■ **What you will do**: State only how many lines of the records contain the string "enum".

━━ Records for the task

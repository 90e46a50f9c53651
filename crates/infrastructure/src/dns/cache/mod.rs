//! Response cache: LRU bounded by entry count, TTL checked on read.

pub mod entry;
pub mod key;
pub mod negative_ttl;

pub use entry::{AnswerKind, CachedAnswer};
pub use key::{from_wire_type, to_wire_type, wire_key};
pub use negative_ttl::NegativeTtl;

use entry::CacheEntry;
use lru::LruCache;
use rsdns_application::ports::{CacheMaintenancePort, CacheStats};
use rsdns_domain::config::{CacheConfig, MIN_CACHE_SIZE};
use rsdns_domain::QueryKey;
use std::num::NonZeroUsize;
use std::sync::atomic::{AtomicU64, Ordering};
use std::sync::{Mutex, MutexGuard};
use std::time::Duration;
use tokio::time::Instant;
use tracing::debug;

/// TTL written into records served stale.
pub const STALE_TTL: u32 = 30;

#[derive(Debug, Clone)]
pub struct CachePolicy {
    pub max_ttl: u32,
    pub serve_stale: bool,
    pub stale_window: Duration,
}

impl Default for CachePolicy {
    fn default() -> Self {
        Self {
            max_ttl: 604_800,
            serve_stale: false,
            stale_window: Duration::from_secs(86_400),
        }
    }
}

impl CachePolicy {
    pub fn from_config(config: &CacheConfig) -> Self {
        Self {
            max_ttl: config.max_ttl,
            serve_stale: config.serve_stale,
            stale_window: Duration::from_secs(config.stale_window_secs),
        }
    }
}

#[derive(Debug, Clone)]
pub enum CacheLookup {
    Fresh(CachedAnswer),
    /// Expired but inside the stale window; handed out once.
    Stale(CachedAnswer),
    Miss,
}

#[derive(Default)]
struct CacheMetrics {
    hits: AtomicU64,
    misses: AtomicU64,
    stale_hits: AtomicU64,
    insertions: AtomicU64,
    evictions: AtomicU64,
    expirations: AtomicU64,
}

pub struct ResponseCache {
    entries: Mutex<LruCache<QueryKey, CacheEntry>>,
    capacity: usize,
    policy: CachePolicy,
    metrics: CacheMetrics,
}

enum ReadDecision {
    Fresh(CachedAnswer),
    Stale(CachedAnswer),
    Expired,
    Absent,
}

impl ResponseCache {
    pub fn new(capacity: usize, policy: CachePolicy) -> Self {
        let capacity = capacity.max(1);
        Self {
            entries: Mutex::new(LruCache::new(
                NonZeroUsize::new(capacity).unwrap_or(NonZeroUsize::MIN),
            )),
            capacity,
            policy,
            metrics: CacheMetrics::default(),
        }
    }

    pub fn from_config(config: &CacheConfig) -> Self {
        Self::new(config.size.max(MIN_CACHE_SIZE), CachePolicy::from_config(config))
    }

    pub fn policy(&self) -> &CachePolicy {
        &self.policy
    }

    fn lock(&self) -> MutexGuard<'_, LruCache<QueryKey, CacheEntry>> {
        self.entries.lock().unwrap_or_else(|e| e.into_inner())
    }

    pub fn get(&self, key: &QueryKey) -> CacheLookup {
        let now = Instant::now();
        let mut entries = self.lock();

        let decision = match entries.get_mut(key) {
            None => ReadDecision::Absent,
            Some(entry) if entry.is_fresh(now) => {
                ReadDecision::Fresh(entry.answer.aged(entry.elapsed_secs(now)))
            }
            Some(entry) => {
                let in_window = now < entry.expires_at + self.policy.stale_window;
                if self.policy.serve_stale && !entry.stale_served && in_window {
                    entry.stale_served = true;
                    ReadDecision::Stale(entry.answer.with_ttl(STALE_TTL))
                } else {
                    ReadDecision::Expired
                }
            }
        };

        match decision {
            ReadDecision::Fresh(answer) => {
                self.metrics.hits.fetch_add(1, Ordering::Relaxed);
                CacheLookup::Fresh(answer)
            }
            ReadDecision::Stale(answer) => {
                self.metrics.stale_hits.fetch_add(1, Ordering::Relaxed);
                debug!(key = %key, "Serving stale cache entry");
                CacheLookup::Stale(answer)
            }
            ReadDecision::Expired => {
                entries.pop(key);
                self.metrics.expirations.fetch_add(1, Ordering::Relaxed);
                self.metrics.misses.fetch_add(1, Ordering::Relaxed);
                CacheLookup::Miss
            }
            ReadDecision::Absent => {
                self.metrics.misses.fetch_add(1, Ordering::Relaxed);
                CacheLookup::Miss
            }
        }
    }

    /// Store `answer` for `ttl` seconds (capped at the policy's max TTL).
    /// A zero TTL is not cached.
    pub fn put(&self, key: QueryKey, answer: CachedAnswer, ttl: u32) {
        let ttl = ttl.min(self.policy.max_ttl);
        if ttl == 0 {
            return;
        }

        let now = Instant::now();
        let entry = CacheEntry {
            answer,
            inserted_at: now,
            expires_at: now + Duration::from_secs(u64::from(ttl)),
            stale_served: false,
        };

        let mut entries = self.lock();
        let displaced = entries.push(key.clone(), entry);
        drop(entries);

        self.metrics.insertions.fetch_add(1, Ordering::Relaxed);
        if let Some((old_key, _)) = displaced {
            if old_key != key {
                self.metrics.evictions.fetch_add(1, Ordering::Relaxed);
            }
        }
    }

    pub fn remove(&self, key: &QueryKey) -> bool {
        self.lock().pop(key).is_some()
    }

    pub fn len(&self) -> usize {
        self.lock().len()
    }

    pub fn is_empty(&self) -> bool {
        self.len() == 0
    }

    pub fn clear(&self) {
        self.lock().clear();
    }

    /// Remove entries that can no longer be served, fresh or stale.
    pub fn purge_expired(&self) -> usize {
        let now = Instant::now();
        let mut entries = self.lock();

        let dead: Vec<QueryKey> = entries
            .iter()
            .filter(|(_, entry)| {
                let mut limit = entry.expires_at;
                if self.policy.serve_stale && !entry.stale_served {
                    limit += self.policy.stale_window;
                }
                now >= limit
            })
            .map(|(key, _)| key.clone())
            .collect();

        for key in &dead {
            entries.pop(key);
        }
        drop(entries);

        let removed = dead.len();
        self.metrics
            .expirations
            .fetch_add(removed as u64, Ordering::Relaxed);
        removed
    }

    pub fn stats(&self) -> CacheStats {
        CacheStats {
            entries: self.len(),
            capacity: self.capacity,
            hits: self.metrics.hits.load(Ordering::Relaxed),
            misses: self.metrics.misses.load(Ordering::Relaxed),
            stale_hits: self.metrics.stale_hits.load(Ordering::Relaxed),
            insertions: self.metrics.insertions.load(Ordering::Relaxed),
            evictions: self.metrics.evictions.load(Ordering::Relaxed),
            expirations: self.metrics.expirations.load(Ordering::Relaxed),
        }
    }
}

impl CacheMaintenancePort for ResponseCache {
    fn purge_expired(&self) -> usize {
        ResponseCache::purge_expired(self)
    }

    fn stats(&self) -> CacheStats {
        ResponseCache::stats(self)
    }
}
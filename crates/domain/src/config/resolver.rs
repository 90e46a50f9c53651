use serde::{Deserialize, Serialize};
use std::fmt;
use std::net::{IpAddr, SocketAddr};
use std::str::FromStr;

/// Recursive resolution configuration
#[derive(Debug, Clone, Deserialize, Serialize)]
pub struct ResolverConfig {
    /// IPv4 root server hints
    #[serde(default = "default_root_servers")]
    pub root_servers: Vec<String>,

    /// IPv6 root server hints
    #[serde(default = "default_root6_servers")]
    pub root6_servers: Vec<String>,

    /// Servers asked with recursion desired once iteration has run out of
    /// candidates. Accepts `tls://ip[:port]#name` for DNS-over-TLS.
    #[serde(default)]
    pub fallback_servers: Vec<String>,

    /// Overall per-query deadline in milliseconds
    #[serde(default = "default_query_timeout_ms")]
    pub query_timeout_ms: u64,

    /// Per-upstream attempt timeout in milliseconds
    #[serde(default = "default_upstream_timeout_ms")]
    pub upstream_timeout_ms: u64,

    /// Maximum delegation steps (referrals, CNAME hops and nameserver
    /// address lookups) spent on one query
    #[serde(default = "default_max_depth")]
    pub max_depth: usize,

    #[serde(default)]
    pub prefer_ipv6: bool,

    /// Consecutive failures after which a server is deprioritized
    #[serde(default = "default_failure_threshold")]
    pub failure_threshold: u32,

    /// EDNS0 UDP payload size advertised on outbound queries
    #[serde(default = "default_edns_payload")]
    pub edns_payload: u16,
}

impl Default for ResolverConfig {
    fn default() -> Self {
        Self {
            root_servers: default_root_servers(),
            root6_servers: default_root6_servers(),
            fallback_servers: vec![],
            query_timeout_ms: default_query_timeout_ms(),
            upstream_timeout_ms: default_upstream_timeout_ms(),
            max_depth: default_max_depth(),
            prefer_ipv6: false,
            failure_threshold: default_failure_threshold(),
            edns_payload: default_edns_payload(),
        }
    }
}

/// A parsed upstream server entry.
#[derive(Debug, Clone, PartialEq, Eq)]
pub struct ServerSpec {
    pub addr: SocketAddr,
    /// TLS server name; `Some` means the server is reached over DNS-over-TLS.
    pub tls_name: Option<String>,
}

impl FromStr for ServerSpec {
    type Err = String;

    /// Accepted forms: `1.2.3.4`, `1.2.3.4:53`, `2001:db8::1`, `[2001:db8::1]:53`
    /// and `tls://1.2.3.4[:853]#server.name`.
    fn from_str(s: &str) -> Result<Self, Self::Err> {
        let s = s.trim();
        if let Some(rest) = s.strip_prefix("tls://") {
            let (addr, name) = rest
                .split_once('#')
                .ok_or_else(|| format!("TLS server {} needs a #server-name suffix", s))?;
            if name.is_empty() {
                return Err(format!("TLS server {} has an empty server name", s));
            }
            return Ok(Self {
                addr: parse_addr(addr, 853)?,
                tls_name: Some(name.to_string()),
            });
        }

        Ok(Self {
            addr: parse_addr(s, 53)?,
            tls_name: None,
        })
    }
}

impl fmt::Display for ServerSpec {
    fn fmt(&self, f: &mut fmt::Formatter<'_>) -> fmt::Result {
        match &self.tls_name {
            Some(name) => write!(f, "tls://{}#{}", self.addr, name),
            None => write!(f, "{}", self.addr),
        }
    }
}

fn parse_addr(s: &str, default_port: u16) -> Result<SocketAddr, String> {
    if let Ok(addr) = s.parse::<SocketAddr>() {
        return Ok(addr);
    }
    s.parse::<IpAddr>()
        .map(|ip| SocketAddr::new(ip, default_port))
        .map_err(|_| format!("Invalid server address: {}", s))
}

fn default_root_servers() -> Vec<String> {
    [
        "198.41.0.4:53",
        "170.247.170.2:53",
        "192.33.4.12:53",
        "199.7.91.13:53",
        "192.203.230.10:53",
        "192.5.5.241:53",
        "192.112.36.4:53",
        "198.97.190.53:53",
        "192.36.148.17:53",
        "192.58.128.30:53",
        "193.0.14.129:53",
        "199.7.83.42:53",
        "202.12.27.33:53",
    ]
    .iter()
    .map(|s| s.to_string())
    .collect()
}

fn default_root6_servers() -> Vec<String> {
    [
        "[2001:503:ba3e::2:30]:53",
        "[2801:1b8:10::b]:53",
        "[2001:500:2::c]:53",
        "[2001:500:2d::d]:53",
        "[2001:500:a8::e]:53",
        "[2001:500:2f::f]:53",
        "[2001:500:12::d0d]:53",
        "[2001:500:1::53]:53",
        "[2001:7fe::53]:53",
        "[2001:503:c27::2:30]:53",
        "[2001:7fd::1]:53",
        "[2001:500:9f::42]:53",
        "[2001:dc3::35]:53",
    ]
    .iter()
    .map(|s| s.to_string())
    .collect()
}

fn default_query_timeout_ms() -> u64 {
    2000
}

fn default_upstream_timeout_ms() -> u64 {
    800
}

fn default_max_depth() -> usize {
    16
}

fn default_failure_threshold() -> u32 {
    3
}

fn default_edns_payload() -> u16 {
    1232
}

━━━━

■ **Reply**: 2